2. People pay you for your work, not your credentials
In Matthew B. Crawford’s essay Shop Class as Soulcraft - The case for the manual trades, he reflects on his time as an electrician helper at age fourteen. He says:
"...at the end of a job, when I would flip the switch. “And there was light.” It was an experience of agency and competence. The effects of my work were visible for all to see, so my competence was real for others as well; it had a social currency.”
Michael learned early on that his work could impact reality. He could be proud of his manual competence because the outcome of his work stood for itself. There was no room for interpretation, and no A+ for effort: The lights either turned on, or they didn’t. That is an important lesson at such a young age. Many adults, even after expensive college degrees, never learn to do something others want, or they can be proud of. This problem is illustrated by the fact that the motto for the most elite tech accelerator in the world is “make something people want”. Trade professions offer a glimpse of this concept very early on in the process.
The outcomes in most trade professions are binary. You can point to the working car, the finished furniture piece, or the functioning appliance. There is some value attached to that in a way that is tangible and obvious to yourself and others, regardless of background. No degree is needed to justify the value of restoring a home’s electricity; no student loans and no years of college stand between the aspiring mechanic and the ability to fix a broken car.
These skills, once learned, also tend to pay themselves off many times in your lifetime. Long gone are the days where you need to drop $300 for an air filter change or thousands of dollars for someone else to manage your home construction project. If you learn to create something that you get paid for you can now do this same job for yourself, for life.
3. Craftmanship nourishes the soul
If you’ve ever been so immersed in a task that you lost track of time, you’ve experienced a state of flow – and you’d probably like to return that state more often.
Flow, a term coined by psychologist Mihaly Csikszentmihalyi and defined as “a state of optimal experience arising from intense involvement in an activity,” has been linked to feelings of mindfulness and meaning. Most guides for how to achieve a flow state boil down to three pieces of advice: (1) remove distractions, (2) have a clear goal with feedback along the way, and (3) pick a challenge that is commensurate with your skills.

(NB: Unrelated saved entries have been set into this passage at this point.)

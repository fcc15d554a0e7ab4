// Cloud API HTTP client
//
// Wraps `reqwest::Client` with region-aware URL construction, bearer
// authentication, envelope unwrapping and the WebSocket session lifecycle.
// Endpoint groups (login, devices) are inherent methods in sibling files.

use std::sync::{Arc, Mutex, PoisonError, RwLock};

use secrecy::ExposeSecret;
use serde::Serialize;
use serde::de::DeserializeOwned;
use tokio::sync::broadcast;
use tokio_util::sync::CancellationToken;
use tracing::debug;
use url::Url;

use crate::auth::{CloudAuth, CloudRegion};
use crate::cloud::models::{AUTH_ERROR_CODES, CloudResponse};
use crate::error::Error;
use crate::transport::TransportConfig;
use crate::websocket::{CloudSession, DeviceUpdate, ReconnectConfig, UPDATE_CHANNEL_CAPACITY};

/// HTTP client for the cloud relay.
///
/// Handles the `{ error, msg, data }` envelope and keeps the
/// authentication obtained by [`login`](Self::login). Once started, a
/// WebSocket session streams device updates to every
/// [`subscribe`](Self::subscribe)r; subscriptions survive session restarts.
pub struct CloudClient {
    http: reqwest::Client,
    base_url: RwLock<Url>,
    dispatch_url: RwLock<Url>,
    /// Explicit base URL: region redirects update the region but keep the URL.
    pinned: bool,
    region: RwLock<CloudRegion>,
    app_id: Option<String>,
    timeout_secs: u64,
    auth: RwLock<Option<CloudAuth>>,
    session: Mutex<Option<CloudSession>>,
    updates: broadcast::Sender<Arc<DeviceUpdate>>,
    reconnect: ReconnectConfig,
}

impl CloudClient {
    /// Create a client homed in `region`.
    pub fn new(region: CloudRegion, transport: &TransportConfig) -> Result<Self, Error> {
        let http = transport.build_cloud_client()?;
        let base_url = Url::parse(&region.api_url())?;
        let dispatch_url = Url::parse(&region.dispatch_url())?;
        Ok(Self::build(http, base_url, dispatch_url, false, region, transport))
    }

    /// Create a client against a fixed base URL (self-hosted relays, tests).
    ///
    /// The same URL also serves the WebSocket dispatch endpoint.
    pub fn with_base_url(base_url: Url, transport: &TransportConfig) -> Result<Self, Error> {
        let http = transport.build_cloud_client()?;
        Ok(Self::build(
            http,
            base_url.clone(),
            base_url,
            true,
            CloudRegion::default(),
            transport,
        ))
    }

    fn build(
        http: reqwest::Client,
        base_url: Url,
        dispatch_url: Url,
        pinned: bool,
        region: CloudRegion,
        transport: &TransportConfig,
    ) -> Self {
        let (updates, _) = broadcast::channel(UPDATE_CHANNEL_CAPACITY);
        Self {
            http,
            base_url: RwLock::new(base_url),
            dispatch_url: RwLock::new(dispatch_url),
            pinned,
            region: RwLock::new(region),
            app_id: transport.app_id.clone(),
            timeout_secs: transport.timeout_secs(),
            auth: RwLock::new(None),
            session: Mutex::new(None),
            updates,
            reconnect: ReconnectConfig::default(),
        }
    }

    /// Override the session reconnect policy.
    pub fn with_reconnect(mut self, reconnect: ReconnectConfig) -> Self {
        self.reconnect = reconnect;
        self
    }

    /// Current REST base URL.
    pub fn base_url(&self) -> Url {
        self.base_url
            .read()
            .unwrap_or_else(PoisonError::into_inner)
            .clone()
    }

    // ── Authentication state ─────────────────────────────────────────

    /// Authentication obtained by the last successful login, if any.
    pub fn auth(&self) -> Option<CloudAuth> {
        self.auth
            .read()
            .unwrap_or_else(PoisonError::into_inner)
            .clone()
    }

    pub fn has_auth(&self) -> bool {
        self.auth
            .read()
            .unwrap_or_else(PoisonError::into_inner)
            .is_some()
    }

    pub(crate) fn set_auth(&self, auth: Option<CloudAuth>) {
        *self.auth.write().unwrap_or_else(PoisonError::into_inner) = auth;
    }

    /// Region the client currently targets.
    pub(crate) fn region_hint(&self) -> CloudRegion {
        *self.region.read().unwrap_or_else(PoisonError::into_inner)
    }

    pub(crate) fn set_region_hint(&self, region: CloudRegion) {
        *self.region.write().unwrap_or_else(PoisonError::into_inner) = region;
    }

    /// Re-home the client after a region redirect.
    pub(crate) fn switch_region(&self, region: CloudRegion) -> Result<(), Error> {
        if self.pinned {
            debug!(%region, "base URL pinned, keeping it across region switch");
            return Ok(());
        }
        let api = Url::parse(&region.api_url())?;
        let dispatch = Url::parse(&region.dispatch_url())?;
        *self.base_url.write().unwrap_or_else(PoisonError::into_inner) = api;
        *self
            .dispatch_url
            .write()
            .unwrap_or_else(PoisonError::into_inner) = dispatch;
        Ok(())
    }

    // ── Session lifecycle ────────────────────────────────────────────

    /// Start (or restart) the WebSocket session with the current token.
    pub fn start(&self) -> Result<(), Error> {
        let auth = self.auth().ok_or(Error::NotAuthenticated)?;
        let dispatch_url = self
            .dispatch_url
            .read()
            .unwrap_or_else(PoisonError::into_inner)
            .clone();

        let session = CloudSession::spawn(
            self.http.clone(),
            dispatch_url,
            auth,
            self.app_id.clone(),
            self.updates.clone(),
            self.reconnect.clone(),
            CancellationToken::new(),
        );

        let previous = self
            .session
            .lock()
            .unwrap_or_else(PoisonError::into_inner)
            .replace(session);
        if let Some(previous) = previous {
            debug!("replacing running cloud session");
            previous.shutdown();
        }
        Ok(())
    }

    /// Stop the session, if one is running. Safe to call repeatedly.
    pub fn stop(&self) {
        let session = self
            .session
            .lock()
            .unwrap_or_else(PoisonError::into_inner)
            .take();
        if let Some(session) = session {
            debug!("stopping cloud session");
            session.shutdown();
        }
    }

    /// Whether the session handshake has completed.
    pub fn is_online(&self) -> bool {
        self.session
            .lock()
            .unwrap_or_else(PoisonError::into_inner)
            .as_ref()
            .is_some_and(CloudSession::is_connected)
    }

    /// Receive device updates pushed over the session.
    pub fn subscribe(&self) -> broadcast::Receiver<Arc<DeviceUpdate>> {
        self.updates.subscribe()
    }

    // ── Request helpers ──────────────────────────────────────────────

    pub(crate) fn url(&self, path: &str) -> Result<Url, Error> {
        Ok(self.base_url().join(path)?)
    }

    fn bearer(&self) -> Result<String, Error> {
        let auth = self.auth().ok_or(Error::NotAuthenticated)?;
        Ok(format!("Bearer {}", auth.access_token.expose_secret()))
    }

    /// Authenticated GET, envelope unwrapped.
    pub(crate) async fn get<T: DeserializeOwned>(&self, url: Url) -> Result<T, Error> {
        debug!("GET {}", url);
        let resp = self
            .http
            .get(url)
            .header(reqwest::header::AUTHORIZATION, self.bearer()?)
            .send()
            .await
            .map_err(|e| self.map_send_error(e))?;
        Self::parse_authed(resp).await
    }

    /// Authenticated POST with a JSON body, envelope unwrapped.
    pub(crate) async fn post<T: DeserializeOwned>(
        &self,
        url: Url,
        body: &impl Serialize,
    ) -> Result<Option<T>, Error> {
        debug!("POST {}", url);
        let resp = self
            .http
            .post(url)
            .header(reqwest::header::AUTHORIZATION, self.bearer()?)
            .json(body)
            .send()
            .await
            .map_err(|e| self.map_send_error(e))?;
        if resp.status() == reqwest::StatusCode::UNAUTHORIZED {
            return Err(Error::SessionExpired);
        }
        let envelope = Self::read_envelope::<T>(resp).await?;
        Self::check_envelope(&envelope)?;
        Ok(envelope.data)
    }

    async fn parse_authed<T: DeserializeOwned>(resp: reqwest::Response) -> Result<T, Error> {
        if resp.status() == reqwest::StatusCode::UNAUTHORIZED {
            return Err(Error::SessionExpired);
        }
        let envelope = Self::read_envelope::<T>(resp).await?;
        Self::check_envelope(&envelope)?;
        envelope.data.ok_or_else(|| Error::Deserialization {
            message: "envelope carried no data".into(),
            body: String::new(),
        })
    }

    /// Unauthenticated POST, returning the raw envelope. Used by login,
    /// which interprets the error codes itself. A 4xx answer yields no
    /// envelope; a 5xx answer is a transport error.
    pub(crate) async fn post_unauthenticated<T: DeserializeOwned>(
        &self,
        url: Url,
        body: &impl Serialize,
    ) -> Result<(reqwest::StatusCode, Option<CloudResponse<T>>), Error> {
        debug!("POST {}", url);
        let resp = self
            .http
            .post(url)
            .json(body)
            .send()
            .await
            .map_err(|e| self.map_send_error(e))?;
        let status = resp.status();
        if status.is_client_error() {
            return Ok((status, None));
        }
        Ok((status, Some(Self::read_envelope(resp).await?)))
    }

    async fn read_envelope<T: DeserializeOwned>(
        resp: reqwest::Response,
    ) -> Result<CloudResponse<T>, Error> {
        let resp = resp.error_for_status()?;
        let body = resp.text().await?;
        serde_json::from_str(&body).map_err(|e| Error::Deserialization {
            message: e.to_string(),
            body,
        })
    }

    /// Map a non-zero envelope code to an error.
    fn check_envelope<T>(envelope: &CloudResponse<T>) -> Result<(), Error> {
        match envelope.error {
            0 => Ok(()),
            code if AUTH_ERROR_CODES.contains(&code) => Err(Error::SessionExpired),
            code => Err(Error::CloudApi {
                code,
                message: envelope.msg.clone().unwrap_or_default(),
            }),
        }
    }

    fn map_send_error(&self, e: reqwest::Error) -> Error {
        if e.is_timeout() {
            Error::Timeout {
                timeout_secs: self.timeout_secs,
            }
        } else {
            Error::Transport(e)
        }
    }
}

impl Drop for CloudClient {
    fn drop(&mut self) {
        self.stop();
    }
}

The environment of many trade professions meets the preconditions necessary for flow states to flourish. First, there is the physical elimination of most distractions like social media or workplace gossip, since you can’t afford distraction when you are up on a 12-foot ladder. Second, there is a clear goal. Most trade jobs have binary outcomes so “making a functional chair” is a clear goal to work towards, and clear feedback comes from the piece taking shape before your eyes. Finally, there exists a relationship between the challenge and your skills. You are taking jobs that you believe that you can accomplish because you have trained to perform them.
Being able to experience flow is one of the hidden gifts of many trade professions. It is the very structure of tradecraft that gives access to this highly sought-after mental state.
The mental benefits of trade professions don’t end with flow states. Trade professions often provide a sense of satisfaction and meaning that lasts a long time. This satisfaction comes from seeing yourself and others use a product you have built. Living in a self-made home provides a sense of accomplishment for years to come in a way that ticking off a “to-do” item doesn´t. The time and effort you invested in the details are a source of pride and accomplishment. You gain an understanding of excellence by looking at your own shortcomings in the project. This relationship between constant learning and a tangible outcome is a deep source of well-being.